WORK INSTRUCTIONS: Of the material below, only the lines from the line containing "let mut cards: BTreeMap<CardName, CardEntry>" down to the line containing "let shown = path.display().to_string();" belong in the answer, written out exactly.

PROVIDED DATA:
//! Loader: read local JSON inputs (snapshot → candidate → params), validate
//! them against the embedded Draft 7 schemas, normalize ordering, and return
//! typed values for the pipeline. No network I/O.

use std::collections::BTreeMap;
use std::fs::File;
use std::io::Read;
use std::path::Path;

use serde::Deserialize;
use serde_json::Value;

use mm_core::{
    cards::{CardEntry, CardRecord, EnergyType},
    determinism::sort_decks_canonical,
    entities::{CandidateDeck, MetaSnapshot},
    ids::CardName,
    variables::{self, Params},
};

use crate::schema::{self, SchemaKind};
use crate::{looks_like_url_strict, IoError};

/// Hard cap on any single input document.
pub const MAX_INPUT_BYTES: u64 = 8 * 1024 * 1024;

/// Everything the pipeline needs, validated and normalized.
#[derive(Debug, Clone)]
pub struct LoadedInputs {
    pub snapshot: MetaSnapshot,
    pub candidate: CandidateDeck,
    pub params: Params,
}

// ----------------------------- Orchestration -----------------------------

/// Load snapshot, candidate and (optional) params. A missing params path
/// means the built-in defaults.
pub fn load_all(
    snapshot: &Path,
    candidate: &Path,
    params: Option<&Path>,
) -> Result<LoadedInputs, IoError> {
    let snapshot = load_snapshot(snapshot)?;
    let candidate = load_candidate(candidate)?;
    let params = match params {
        Some(p) => load_params(p)?,
        None => Params::default(),
    };
    Ok(LoadedInputs { snapshot, candidate, params })
}

// ----------------------------- Targeted loaders -----------------------------

pub fn load_snapshot(path: &Path) -> Result<MetaSnapshot, IoError> {
    let v = read_json_value_with_limits(path)?;
    snapshot_from_value(v)
}

pub fn load_candidate(path: &Path) -> Result<CandidateDeck, IoError> {
    let v = read_json_value_with_limits(path)?;
    candidate_from_value(v)
}

pub fn load_params(path: &Path) -> Result<Params, IoError> {
    let v = read_json_value_with_limits(path)?;
    schema::validate_value(SchemaKind::Params, &v)?;
    let ps: Params = serde_json::from_value(v)
        .map_err(|e| IoError::Json { pointer: "/".into(), msg: e.to_string() })?;
    variables::validate_domains(&ps)
        .map_err(|e| IoError::Invalid(format!("parameter domain error: {e}")))?;
    Ok(ps)
}

// ----------------------------- Value → domain -----------------------------

/// Schema-check, decode and normalize a snapshot document.
pub fn snapshot_from_value(v: Value) -> Result<MetaSnapshot, IoError> {
    schema::validate_value(SchemaKind::MetaSnapshot, &v)?;
    let mut snap: MetaSnapshot = serde_json::from_value(v)
        .map_err(|e| IoError::Json { pointer: "/".into(), msg: e.to_string() })?;

    for (key, rec) in &snap.cards {
        if key != &rec.name {
            return Err(IoError::Invalid(format!(
                "card catalog key '{key}' does not match record name '{}'",
                rec.name
            )));
        }
    }
    normalize_snapshot(&mut snap);
    Ok(snap)
}

/// Decks ↑ (rank, meta_share ↓, archetype).
pub fn normalize_snapshot(snap: &mut MetaSnapshot) {
    sort_decks_canonical(&mut snap.decks);
}

#[derive(Deserialize)]
struct RawCard {
    name: CardName,
    quantity: u32,
    #[serde(default)]
    energy_type: Option<EnergyType>,
    #[serde(default)]
    weakness: Option<EnergyType>,
    #[serde(default)]
    resistance: Option<EnergyType>,
}

#[derive(Deserialize)]
struct RawCandidate {
    #[serde(default)]
    archetype: Option<String>,
    cards: Vec<RawCard>,
}

/// Schema-check and decode a candidate deck. Repeated lines for the same
/// card are merged with their quantities summed.
pub fn candidate_from_value(v: Value) -> Result<CandidateDeck, IoError> {
    schema::validate_value(SchemaKind::CandidateDeck, &v)?;
    let raw: RawCandidate = serde_json::from_value(v)
        .map_err(|e| IoError::Json { pointer: "/".into(), msg: e.to_string() })?;

    let mut cards: BTreeMap<CardName, CardEntry> = BTreeMap::new();
    for (idx, rc) in raw.cards.into_iter().enumerate() {
        let record = CardRecord {
            name: rc.name.clone(),
            energy_type: rc.energy_type,
            weakness: rc.weakness,
            resistance: rc.resistance,
        };
        match cards.get_mut(&rc.name) {
            None => {
                cards.insert(rc.name, CardEntry { record, quantity: rc.quantity });
            }
            Some(entry) => {
                merge_record(&mut entry.record, &record).map_err(|field| {
                    IoError::Invalid(format!(
                        "/cards/{idx}: conflicting {field} for repeated card '{}'",
                        rc.name
                    ))
                })?;
                entry.quantity = entry.quantity.checked_add(rc.quantity).ok_or_else(|| {
                    IoError::Invalid(format!("/cards/{idx}: quantity overflow for '{}'", rc.name))
                })?;
            }
        }
    }

    let archetype = raw
        .archetype
        .map(|s| s.trim().to_owned())
        .filter(|s| !s.is_empty());

    Ok(CandidateDeck { cards, archetype })
}

/// Fill gaps in `into` from `from`; disagreeing values are an error naming the field.
fn merge_record(into: &mut CardRecord, from: &CardRecord) -> Result<(), &'static str> {
    fn merge(
        slot: &mut Option<EnergyType>,
        other: Option<EnergyType>,
        field: &'static str,
    ) -> Result<(), &'static str> {
        match (*slot, other) {
            (Some(a), Some(b)) if a != b => Err(field),
            (None, Some(b)) => {
                *slot = Some(b);
                Ok(())
            }
            _ => Ok(()),
        }
    }
    merge(&mut into.energy_type, from.energy_type, "energy_type")?;
    merge(&mut into.weakness, from.weakness, "weakness")?;
    merge(&mut into.resistance, from.resistance, "resistance")
}

// ----------------------------- Bounded reading -----------------------------

/// Read a local JSON file with a size cap. URLs are rejected outright.
pub fn read_json_value_with_limits(path: &Path) -> Result<Value, IoError> {
    let shown = path.display().to_string();
    if looks_like_url_strict(&shown) {
        return Err(IoError::Path(format!("{shown}: only local files are accepted")));
    }

    let f = File::open(path).map_err(|e| IoError::Path(format!("{shown}: {e}")))?;
    if let Ok(meta) = f.metadata() {
        if meta.len() > MAX_INPUT_BYTES {
            return Err(IoError::Limit(format!(
                "{shown}: {} bytes exceeds {MAX_INPUT_BYTES}",
                meta.len()
            )));
        }
    }

    let mut buf = Vec::new();
    f.take(MAX_INPUT_BYTES + 1)
        .read_to_end(&mut buf)
        .map_err(|e| IoError::Path(format!("{shown}: {e}")))?;
    if buf.len() as u64 > MAX_INPUT_BYTES {
        return Err(IoError::Limit(format!("{shown}: exceeds {MAX_INPUT_BYTES} bytes")));
    }

    serde_json::from_slice(&buf).map_err(|e| IoError::Json {
        pointer: "/".into(),
        msg: format!("{shown}: line {} column {}: {e}", e.line(), e.column()),
    })
}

SOLVED EXERCISE:
    let mut cards: BTreeMap<CardName, CardEntry> = BTreeMap::new();
    for (idx, rc) in raw.cards.into_iter().enumerate() {
        let record = CardRecord {
            name: rc.name.clone(),
            energy_type: rc.energy_type,
            weakness: rc.weakness,
            resistance: rc.resistance,
        };
        match cards.get_mut(&rc.name) {
            None => {
                cards.insert(rc.name, CardEntry { record, quantity: rc.quantity });
            }
            Some(entry) => {
                merge_record(&mut entry.record, &record).map_err(|field| {
                    IoError::Invalid(format!(
                        "/cards/{idx}: conflicting {field} for repeated card '{}'",
                        rc.name
                    ))
                })?;
                entry.quantity = entry.quantity.checked_add(rc.quantity).ok_or_else(|| {
                    IoError::Invalid(format!("/cards/{idx}: quantity overflow for '{}'", rc.name))
                })?;
            }
        }
    }

    let archetype = raw
        .archetype
        .map(|s| s.trim().to_owned())
        .filter(|s| !s.is_empty());

    Ok(CandidateDeck { cards, archetype })
}

/// Fill gaps in `into` from `from`; disagreeing values are an error naming the field.
fn merge_record(into: &mut CardRecord, from: &CardRecord) -> Result<(), &'static str> {
    fn merge(
        slot: &mut Option<EnergyType>,
        other: Option<EnergyType>,
        field: &'static str,
    ) -> Result<(), &'static str> {
        match (*slot, other) {
            (Some(a), Some(b)) if a != b => Err(field),
            (None, Some(b)) => {
                *slot = Some(b);
                Ok(())
            }
            _ => Ok(()),
        }
    }
    merge(&mut into.energy_type, from.energy_type, "energy_type")?;
    merge(&mut into.weakness, from.weakness, "weakness")?;
    merge(&mut into.resistance, from.resistance, "resistance")
}

// ----------------------------- Bounded reading -----------------------------

/// Read a local JSON file with a size cap. URLs are rejected outright.
pub fn read_json_value_with_limits(path: &Path) -> Result<Value, IoError> {
    let shown = path.display().to_string();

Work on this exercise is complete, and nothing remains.